Amerotke levantó una mano.

—¿Kyembu te quería a ti, tu riqueza, y además, la venganza?

Dalifa asintió con un gesto.

—Si tú hubieses decidido que yo era la esposa de Paneb, Kyembu, haciéndose pasar por Antef, hubiera apelado.

—¿Y si hubiese dictado que tú eras la esposa del falso Antef?

—Entonces me hubieras condenado a muerte —replicó la muchacha—. Kyembu hubiera disfrutado de mí, me hubiera golpeado a placer y hubiera disipado toda mi riqueza. Cualquier día hubiese tenido un accidente, quizás una caída mortal, o me hubieran asaltado unos delincuentes. —Se frotó la cara con las manos—. Recé y recé, y finalmente ocurrió. Tu sirviente mató a Kyembu en defensa propia. Creí que aquello había sido el final de todo el asunto. —Miró a Amerotke a la cara—. ¿Qué me ocurrirá ahora?

Amerotke le sostuvo la mirada. Dalifa era muy bonita, encantadora, pero ¿era una actriz? ¿Kyembu y ella habían planeado el asesinato de Antef y después el hermano había vuelto para reclamar su recompensa? Pero, ¿qué prueba tenía? E incluso si ella era culpable ¿aquellos dos hombres no habían abusado y ensañado con ella? El juez supremo echó una ojeada a la habitación mientras pensaba.

—Haz una ofrenda —dijo—. A la diosa de la verdad. —Se levantó—. Te seré sincero. Quizás hayas sido partícipe de un asesinato. Quizá sólo tengas una parte de culpa, o bien, puede ser que seas inocente. —Se tocó el pectoral que llevaba colgado alrededor del cuello—. Sólo la diosa lo sabe. Creo que has sufrido, y los mismos dioses ponen un límite al sufrimiento humano. En lo que a mí respecta, Antef y Kyembu están muertos. Tendrán que responder por sus faltas ante los dioses. —Sonrió—. Tú eres la esposa de Paneb.
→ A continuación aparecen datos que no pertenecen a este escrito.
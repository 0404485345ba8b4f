//! Notification queue pump and sender (`spec.md` §4.E, §4.F).
//!
//! The notification queue (index 1, present only when the guest acked
//! `FS_NOTIFICATION`) runs in the opposite direction from every other
//! queue: the guest posts empty descriptors the daemon fills in to deliver
//! unsolicited messages (invalidations, etc. — opaque here, same as every
//! other FUSE payload). Its pump (§4.E) only drains kicks; the actual work
//! is done by [`NotificationSender`] (§4.F), called from the session side
//! whenever it has something to push.

use std::os::unix::io::AsRawFd;
use std::sync::atomic::{AtomicBool, Ordering};
use std::sync::{Arc, Mutex, RwLock};
use std::thread::JoinHandle;

use vm_memory::{Bytes, GuestAddress, GuestAddressSpace, GuestMemoryAtomic, GuestMemoryMmap};
use vmm_sys_util::eventfd::EventFd;

use virtio_queue::Queue;

use crate::descriptor_utils::iovec_copy;
use crate::error::{Error, Result};

type GuestMemory = GuestMemoryAtomic<GuestMemoryMmap>;

/// Drains kicks on the notification queue without dispatching any work —
/// the queue is only ever written to by [`NotificationSender`], never
/// posted to by the guest with real descriptors to pop.
pub struct NotificationPump {
    index: u16,
    kick_fd: EventFd,
    kill_fd: EventFd,
}

impl NotificationPump {
    pub fn new(index: u16, kick_fd: EventFd, kill_fd: EventFd) -> Self {
        Self { index, kick_fd, kill_fd }
    }

    pub fn spawn(self: Arc<Self>) -> JoinHandle<()> {
        let stop = Arc::new(AtomicBool::new(false));
        let kick_fd = self.kick_fd.try_clone().expect("dup kick_fd");
        let kill_fd = self.kill_fd.try_clone().expect("dup kill_fd");
        let index = self.index;
        std::thread::Builder::new()
            .name(format!("fs-notify-pump-{}", index))
            .spawn(move || pump_loop(index, kick_fd, kill_fd, stop))
            .expect("failed to spawn notification pump thread")
    }
}

fn pump_loop(index: u16, kick_fd: EventFd, kill_fd: EventFd, stop: Arc<AtomicBool>) {
    let pollfds = [
        libc::pollfd {
            fd: kick_fd.as_raw_fd(),
            events: libc::POLLIN,
            revents: 0,
        },
        libc::pollfd {
            fd: kill_fd.as_raw_fd(),
            events: libc::POLLIN,
            revents: 0,
        },
    ];

    while !stop.load(Ordering::Relaxed) {
        let mut fds = pollfds;
        let ret = unsafe {
            libc::ppoll(
                fds.as_mut_ptr(),
                fds.len() as libc::nfds_t,
                std::ptr::null(),
                std::ptr::null(),
            )
        };
        if ret < 0 {
            let err = std::io::Error::last_os_error();
            if err.kind() == std::io::ErrorKind::Interrupted {
                continue;
            }
            log::error!("ppoll on notification queue {} failed: {}", index, err);
            break;
        }
        if fds[1].revents & libc::POLLIN != 0 {
            let _ = kill_fd.read();
            break;
        }
        if fds[0].revents & libc::POLLIN != 0 {
            let _ = kick_fd.read();
        }
    }
}

/// Pushes daemon-originated notifications onto the notification queue
/// (`spec.md` §4.F). Every message carries `unique == 0`
/// (`vhost_user_fs_protocol::fuse::FUSE_NOTIFY_UNIQUE`) by construction of
/// the caller.
pub struct NotificationSender {
    queue: Arc<Mutex<Queue<GuestMemory>>>,
    mem: GuestMemory,
    call_fd: EventFd,
    queue_mutex: Arc<Mutex<()>>,
    dispatch_lock: Arc<RwLock<()>>,
}

impl NotificationSender {
    pub fn new(
        queue: Arc<Mutex<Queue<GuestMemory>>>,
        mem: GuestMemory,
        call_fd: EventFd,
        queue_mutex: Arc<Mutex<()>>,
        dispatch_lock: Arc<RwLock<()>>,
    ) -> Self {
        Self {
            queue,
            mem,
            call_fd,
            queue_mutex,
            dispatch_lock,
        }
    }

    /// Pop one descriptor, copy `payload` into its sink iovecs, push and
    /// notify. Fails with [`Error::NoSpace`] if the guest hasn't posted a
    /// descriptor to receive it.
    pub fn send(&self, payload: &[u8]) -> Result<()> {
        let _dispatch_guard = self.dispatch_lock.read().unwrap();
        let _queue_guard = self.queue_mutex.lock().unwrap();

        let guard = self.mem.memory();
        let mut queue = self.queue.lock().unwrap();
        let mut iter = queue
            .iter()
            .map_err(|e| Error::Transport(std::io::Error::new(std::io::ErrorKind::Other, e)))?;
        let chain = iter.next().ok_or(Error::NoSpace)?;
        let head_index = chain.head_index();

        let descs: Vec<_> = chain.writable().collect();
        let capacity: usize = descs.iter().map(|d| d.len() as usize).sum();
        if payload.len() > capacity {
            return Err(Error::ReplyBufferTooSmall {
                needed: payload.len(),
                available: capacity,
            });
        }

        let mut scratch: Vec<Vec<u8>> = descs.iter().map(|d| vec![0u8; d.len() as usize]).collect();
        {
            let src: [&[u8]; 1] = [payload];
            let mut dst: Vec<&mut [u8]> = scratch.iter_mut().map(|b| b.as_mut_slice()).collect();
            iovec_copy(&src, &mut dst, payload.len());
        }
        for (d, buf) in descs.iter().zip(scratch.iter()) {
            guard
                .write_slice(buf, GuestAddress(d.addr().0))
                .map_err(|e| Error::Transport(std::io::Error::new(std::io::ErrorKind::Other, e)))?;
        }

        queue
            .add_used(head_index, payload.len() as u32)
            .expect("head_index came from a chain this queue just popped");
        let _ = self.call_fd.write(1);
        Ok(())
    }
}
Que tengas una larga vida, salud, y felicidad.

Se acercó a la puerta.

—¿Mi señor Amerotke?

El juez supremo se volvió.

—Haz hecho un acto de verdadera justicia.

Amerotke se encogió de hombros y salió de la habitación.

***

Al anochecer del día siguiente, Amerotke, vestido con las insignias de su cargo, se encontraba en la celda de los condenados, debajo del templo de Maat. Al otro lado de la mesa, Vechlis sostenía una copa entre las manos y hacía girar su contenido con una suave sonrisa en el rostro. La luz de las antorchas hacían bailar las sombras de los guardias y los verdugos, con las cabezas cubiertas con las máscaras de chacal, y daban a la celda el aspecto de una antecámara del mundo subterráneo.
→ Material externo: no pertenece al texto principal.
use crate::collection::{Searchable, Unfiltered};
use crate::dto::CreateEventRequest;
use crate::models::Profile;
use crate::store::{Draft, Engagement, Record, StoreError};
use chrono::NaiveDate;
use serde::Serialize;
use uuid::Uuid;

string_enum! {
    EventCategory {
        Academic => "academic",
        Social => "social",
        Sports => "sports",
        Cultural => "cultural",
        Workshop => "workshop",
    }
}

string_enum! {
    EventFlag {
        Favorite => "favorite",
        Register => "register",
    }
}

#[derive(Debug, Clone, Serialize)]
pub struct Event {
    pub id: Uuid,
    pub title: String,
    pub description: String,
    pub date: NaiveDate,
    pub time: String,
    pub venue: String,
    pub organizer: String,
    #[serde(skip_serializing_if = "Option::is_none")]
    pub created_by: Option<String>,
    pub category: EventCategory,
    pub capacity: u32,
    /// Registration flag for the current user paired with the head count.
    pub registered: Engagement,
    pub price: u32,
    pub tags: Vec<String>,
    pub favorite: bool,
    pub created_at: i64,
}

impl Event {
    pub fn is_full(&self) -> bool {
        self.registered.count() >= self.capacity
    }
}

impl Searchable for Event {
    type Category = EventCategory;
    type Status = Unfiltered;

    fn search_fields(&self) -> Vec<&str> {
        vec![
            self.title.as_str(),
            self.description.as_str(),
            self.organizer.as_str(),
        ]
    }

    fn in_category(&self, category: &EventCategory) -> bool {
        self.category == *category
    }

    fn has_status(&self, status: &Unfiltered) -> bool {
        match *status {}
    }

    fn owner(&self) -> Option<&str> {
        self.created_by.as_deref()
    }

    fn registered(&self) -> bool {
        self.registered.active()
    }
}

impl Record for Event {
    type Flag = EventFlag;

    fn id(&self) -> Uuid {
        self.id
    }

    fn toggle(&mut self, flag: EventFlag) -> Result<(), StoreError> {
        match flag {
            EventFlag::Favorite => self.favorite = !self.favorite,
            EventFlag::Register => {
                if !self.registered.active() && self.is_full() {
                    return Err(StoreError::Validation(format!(
                        "`{}` is full ({} of {} places taken)",
                        self.title,
                        self.registered.count(),
                        self.capacity
                    )));
                }
                self.registered.toggle();
            }
        }
        Ok(())
    }
}

impl Draft for CreateEventRequest {
    type Record = Event;

    fn into_record(self, id: Uuid, author: &Profile, created_at: i64) -> Event {
        Event {
            id,
            title: self.title.trim().to_string(),
            description: self.description.trim().to_string(),
            date: self.date,
            time: self.time.trim().to_string(),
            venue: self.venue.trim().to_string(),
            organizer: author.name.clone(),
            created_by: Some(author.email.clone()),
            category: self.category,
            capacity: self.capacity,
            registered: Engagement::new(false, 0),
            price: self.price,
            tags: self.tags,
            favorite: false,
            created_at,
        }
    }
}

#[cfg(test)]
mod tests {
    use super::*;
    use crate::collection::Filter;
    use crate::store::ItemStore;

    fn draft(capacity: u32) -> CreateEventRequest {
        CreateEventRequest {
            title: "Pitch night".into(),
            description: "Present your startup ideas".into(),
            date: NaiveDate::from_ymd_opt(2024, 1, 22).unwrap(),
            time: "10:00 AM - 4:00 PM".into(),
            venue: "Business Center".into(),
            category: EventCategory::Academic,
            capacity,
            price: 5,
            tags: Vec::new(),
        }
    }

    #[test]
    fn registration_respects_capacity() {
        let host = Profile::for_identity("club@college.edu");
        let mut store = ItemStore::<Event>::new();
        let id = store.append(draft(1), &host).unwrap().id;

        let joined = store.toggle(id, EventFlag::Register).unwrap();
        assert!(joined.registered.active());
        assert!(joined.is_full());

        let left = store.toggle(id, EventFlag::Register).unwrap();
        assert_eq!(left.registered, Engagement::new(false, 0));
    }

    #[test]
    fn full_event_rejects_registration_without_change() {
        let host = Profile::for_identity("club@college.edu");
        let mut store = ItemStore::<Event>::new();
        let id = store.append(draft(2), &host).unwrap().id;
        let mut full = store.get(id).unwrap().clone();
        full.registered = Engagement::new(false, 2);
        let mut store = ItemStore::seeded([full]);

        let err = store.toggle(id, EventFlag::Register).unwrap_err();
        assert!(matches!(err, StoreError::Validation(_)));
        assert_eq!(store.get(id).unwrap().registered, Engagement::new(false, 2));

        let favorite = store.toggle(id, EventFlag::Favorite).unwrap();
        assert!(favorite.favorite);
    }

    #[test]
    fn registered_view_lists_joined_events() {
        let host = Profile::for_identity("club@college.edu");
        let mut store = ItemStore::<Event>::new();
        let joined = store.append(draft(10), &host).unwrap().id;
        store.append(draft(10), &host).unwrap();
        store.toggle(joined, EventFlag::Register).unwrap();

        let mine = Filter::new().registered_only();
        let ids: Vec<Uuid> = mine.apply(store.all()).map(|event| event.id).collect();
        assert_eq!(ids, vec![joined]);
    }

    #[test]
    fn zero_capacity_is_rejected() {
        let host = Profile::for_identity("club@college.edu");
        let mut store = ItemStore::<Event>::new();
        assert!(store.append(draft(0), &host).is_err());
        assert!(store.is_empty());
    }
}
—Supongo que debo darte las gracias por esto. —Vechlis levantó la cabeza—. Has sido muy bondadoso, Amerotke. Es más de lo que me merezco. Pero no me arrepiento de todo lo demás. —Sus ojos brillaron de odio—. Neria me traicionó. Él fue la causa de todo esto. Dispuesto a venderse a la puta real. Yo le amaba. Quizás aquello fue la gota que colmó el vaso. Ya era bastante duro ver como toda Tebas se humillaba delante de Hatasu, pero Neria, el erudito, ¡el hombre que amaba!